## Problem to solve
Starting at the line that holds "#[cfg(test)]" and stopping at the line that holds "assert_eq!(locator.collection(), None);", restate the records below word for word, with both of those lines included.

## Record set
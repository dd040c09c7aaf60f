//! Document sink collaborator
//!
//! Terminal sink stages hand records to a [`DocumentLoader`] obtained from
//! the embedding application. The core never opens connections itself; it
//! only describes where documents should go with a [`SinkLocator`].

use serde_yaml::Value;

use crate::config::Configs;
use crate::context::MorphlineContext;
use crate::error::{Error, Result};
use crate::record::Record;
use crate::validator::Validator;

/// Default number of documents per batch
pub const DEFAULT_BATCH_SIZE: usize = 100;

/// Largest accepted batch size
pub const MAX_BATCH_SIZE: usize = 1_000_000;

/// Receives records at the end of a pipeline
pub trait DocumentLoader: Send {
    /// Start a unit of work.
    fn begin_transaction(&mut self) -> Result<()>;

    /// Load one document.
    fn load(&mut self, document: &Record) -> Result<()>;

    /// Make the current unit of work durable.
    fn commit_transaction(&mut self) -> Result<()>;

    /// Discard the current unit of work.
    fn rollback_transaction(&mut self) -> Result<()>;

    /// Release resources; no other call follows.
    fn shutdown(&mut self) -> Result<()>;
}

/// Where and how a sink stage delivers documents
#[derive(Debug, Clone, PartialEq, Eq)]
pub struct SinkLocator {
    collection: Option<String>,
    url: Option<String>,
    batch_size: usize,
}

impl SinkLocator {
    /// Create a locator with the default batch size.
    pub fn new(collection: Option<String>, url: Option<String>) -> Self {
        Self {
            collection,
            url,
            batch_size: DEFAULT_BATCH_SIZE,
        }
    }

    /// Read `collection`, `url` and `batchSize` from stage parameters.
    pub fn from_configs(configs: &mut Configs<'_>) -> Result<Self> {
        let collection = configs.get_opt_string("collection")?;
        let url = configs.get_opt_string("url")?;
        let batch_size = configs.get_i64_or("batchSize", DEFAULT_BATCH_SIZE as i64)?;
        let batch_size =
            Validator::validate_range(configs.config(), batch_size, 1, MAX_BATCH_SIZE as i64)?;
        Ok(Self {
            collection,
            url,
            batch_size: batch_size as usize,
        })
    }

    /// Target collection, if any
    pub fn collection(&self) -> Option<&str> {
        self.collection.as_deref()
    }

    /// Connection locator, if any
    pub fn url(&self) -> Option<&str> {
        self.url.as_deref()
    }

    /// Documents per batch
    pub fn batch_size(&self) -> usize {
        self.batch_size
    }

    /// Ask the context's loader factory for a loader. `config` is reported
    /// if no factory is available.
    pub fn loader(
        &self,
        context: &MorphlineContext,
        config: &Value,
    ) -> Result<Box<dyn DocumentLoader>> {
        let factory = context.loader_factory().ok_or_else(|| {
            Error::compilation(
                "No document loader factory configured for sink stage",
                Some(config),
            )
        })?;
        factory(self)
    }
}

#[cfg(test)]
mod tests {
    use super::*;

    fn yaml(text: &str) -> Value {
        serde_yaml::from_str(text).unwrap()
    }

    #[test]
    fn test_defaults() {
        let params = yaml("{}");
        let locator = SinkLocator::from_configs(&mut Configs::new(&params)).unwrap();
        assert_eq!(locator.batch_size(), DEFAULT_BATCH_SIZE);
        assert_eq!(locator.collection(), None);
        assert_eq!(locator.url(), None);
    }

    #[test]
    fn test_explicit_values() {
        let params = yaml("collection: logs\nurl: http://localhost:8983\nbatchSize: 500\n");
        let locator = SinkLocator::from_configs(&mut Configs::new(&params)).unwrap();
        assert_eq!(locator.collection(), Some("logs"));
        assert_eq!(locator.url(), Some("http://localhost:8983"));
        assert_eq!(locator.batch_size(), 500);
    }

    #[test]
    fn test_batch_size_out_of_range() {
        let params = yaml("batchSize: 0\n");
        let err = SinkLocator::from_configs(&mut Configs::new(&params)).unwrap_err();
        assert!(err.to_string().contains("choose from {1..1000000}"));
    }

    #[test]
    fn test_loader_requires_factory() {
        let locator = SinkLocator::new(None, None);
        let result = locator.loader(&MorphlineContext::default(), &Value::Null);
        assert!(matches!(result, Err(Error::Compilation { .. })));
    }
}
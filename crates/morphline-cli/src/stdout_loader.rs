//! Document loader printing records as JSON lines

use std::io::Write;

use morphline_core::{DocumentLoader, Record, Result, SinkLocator};

/// Buffers documents per transaction and writes them to stdout, one JSON
/// object per line, on commit or when a batch is full. Rolled back
/// documents are discarded.
pub struct StdoutLoader {
    batch_size: usize,
    pending: Vec<Record>,
}

impl StdoutLoader {
    /// Create a loader for the given sink
    pub fn new(locator: &SinkLocator) -> Self {
        Self {
            batch_size: locator.batch_size(),
            pending: Vec::new(),
        }
    }

    /// Loader factory for a morphline context
    pub fn factory(locator: &SinkLocator) -> Result<Box<dyn DocumentLoader>> {
        Ok(Box::new(Self::new(locator)))
    }

    fn flush(&mut self) -> Result<()> {
        if self.pending.is_empty() {
            return Ok(());
        }
        let stdout = std::io::stdout();
        let mut out = stdout.lock();
        for document in self.pending.drain(..) {
            serde_json::to_writer(&mut out, &document).map_err(morphline_core::Error::runtime)?;
            out.write_all(b"\n")?;
        }
        out.flush()?;
        Ok(())
    }
}

impl DocumentLoader for StdoutLoader {
    fn begin_transaction(&mut self) -> Result<()> {
        self.pending.clear();
        Ok(())
    }

    fn load(&mut self, document: &Record) -> Result<()> {
        self.pending.push(document.clone());
        if self.pending.len() >= self.batch_size {
            self.flush()?;
        }
        Ok(())
    }

    fn commit_transaction(&mut self) -> Result<()> {
        self.flush()
    }

    fn rollback_transaction(&mut self) -> Result<()> {
        tracing::debug!(discarded = self.pending.len(), "Rolling back documents");
        self.pending.clear();
        Ok(())
    }

    fn shutdown(&mut self) -> Result<()> {
        self.flush()
    }
}
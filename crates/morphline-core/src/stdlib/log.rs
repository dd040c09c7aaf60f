//! Logging commands
//!
//! `logTrace`, `logDebug`, `logInfo`, `logWarn` and `logError` format a
//! message from `format` and the per-record values of `args`, emit it as a
//! `tracing` event at their level and pass the record on unchanged.
//!
//! Each `{}` in `format` is replaced by the next argument. Surplus arguments
//! are ignored and surplus placeholders are kept literally. Arguments are
//! not evaluated when the level is disabled.

use serde_yaml::Value;
use tracing::Level;

use crate::command::{Command, CommandBuilder, CommandCore, CommandPath};
use crate::config::Configs;
use crate::context::MorphlineContext;
use crate::error::Result;
use crate::expression::FieldExpression;
use crate::record::Record;

const PLACEHOLDER: &str = "{}";

/// Severity of a logging command
#[derive(Debug, Clone, Copy, PartialEq, Eq)]
pub enum LogLevel {
    /// Finest-grained events
    Trace,
    /// Diagnostic events
    Debug,
    /// Informational events
    Info,
    /// Potential problems
    Warn,
    /// Failures
    Error,
}

impl LogLevel {
    fn enabled(self) -> bool {
        match self {
            LogLevel::Trace => tracing::enabled!(Level::TRACE),
            LogLevel::Debug => tracing::enabled!(Level::DEBUG),
            LogLevel::Info => tracing::enabled!(Level::INFO),
            LogLevel::Warn => tracing::enabled!(Level::WARN),
            LogLevel::Error => tracing::enabled!(Level::ERROR),
        }
    }

    fn emit(self, command: &str, message: &str) {
        match self {
            LogLevel::Trace => tracing::trace!(command, "{}", message),
            LogLevel::Debug => tracing::debug!(command, "{}", message),
            LogLevel::Info => tracing::info!(command, "{}", message),
            LogLevel::Warn => tracing::warn!(command, "{}", message),
            LogLevel::Error => tracing::error!(command, "{}", message),
        }
    }
}

/// Builder for one logging command name
pub struct LogBuilder {
    names: [&'static str; 1],
    level: LogLevel,
}

impl LogBuilder {
    /// A builder registered as `name` logging at `level`
    pub fn new(name: &'static str, level: LogLevel) -> Self {
        Self {
            names: [name],
            level,
        }
    }
}

impl CommandBuilder for LogBuilder {
    fn names(&self) -> &[&'static str] {
        &self.names
    }

    fn build(
        &self,
        config: &Value,
        parent: Option<&CommandPath>,
        child: Box<dyn Command>,
        _context: &MorphlineContext,
    ) -> Result<Box<dyn Command>> {
        let mut configs = Configs::new(config);
        let format = configs.get_string("format")?;
        let args = configs
            .get_string_list("args")?
            .iter()
            .map(|arg| FieldExpression::new(arg, config))
            .collect::<Result<Vec<_>>>()?;
        configs.validate_arguments()?;

        let core = CommandCore::new(self.names[0], parent, child);
        Ok(Box::new(Log {
            path: core.path().to_string(),
            core,
            level: self.level,
            format,
            args,
        }))
    }
}

/// Emits one formatted event per record.
pub struct Log {
    core: CommandCore,
    path: String,
    level: LogLevel,
    format: String,
    args: Vec<FieldExpression>,
}

impl Command for Log {
    fn name(&self) -> &str {
        self.core.name()
    }

    fn parent(&self) -> Option<&CommandPath> {
        self.core.parent()
    }

    fn process(&mut self, record: &mut Record) -> Result<bool> {
        if self.level.enabled() {
            let args: Vec<String> = self
                .args
                .iter()
                .map(|arg| arg.evaluate_to_string(record))
                .collect();
            self.level.emit(&self.path, &format_message(&self.format, &args));
        }
        self.core.forward(record)
    }

    fn notify(&mut self, notification: &Record) -> Result<()> {
        self.core.forward_notify(notification)
    }
}

/// Substitute `{}` placeholders left to right.
pub fn format_message(format: &str, args: &[String]) -> String {
    let mut out = String::with_capacity(format.len());
    let mut rest = format;
    let mut args = args.iter();
    while let Some(pos) = rest.find(PLACEHOLDER) {
        out.push_str(&rest[..pos]);
        match args.next() {
            Some(arg) => out.push_str(arg),
            None => out.push_str(PLACEHOLDER),
        }
        rest = &rest[pos + PLACEHOLDER.len()..];
    }
    out.push_str(rest);
    out
}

## Output
#[cfg(test)]
mod tests {
    use super::*;

    fn yaml(text: &str) -> Value {
        serde_yaml::from_str(text).unwrap()
    }

    #[test]
    fn test_defaults() {
        let params = yaml("{}");
        let locator = SinkLocator::from_configs(&mut Configs::new(&params)).unwrap();
        assert_eq!(locator.batch_size(), DEFAULT_BATCH_SIZE);
        assert_eq!(locator.collection(), None);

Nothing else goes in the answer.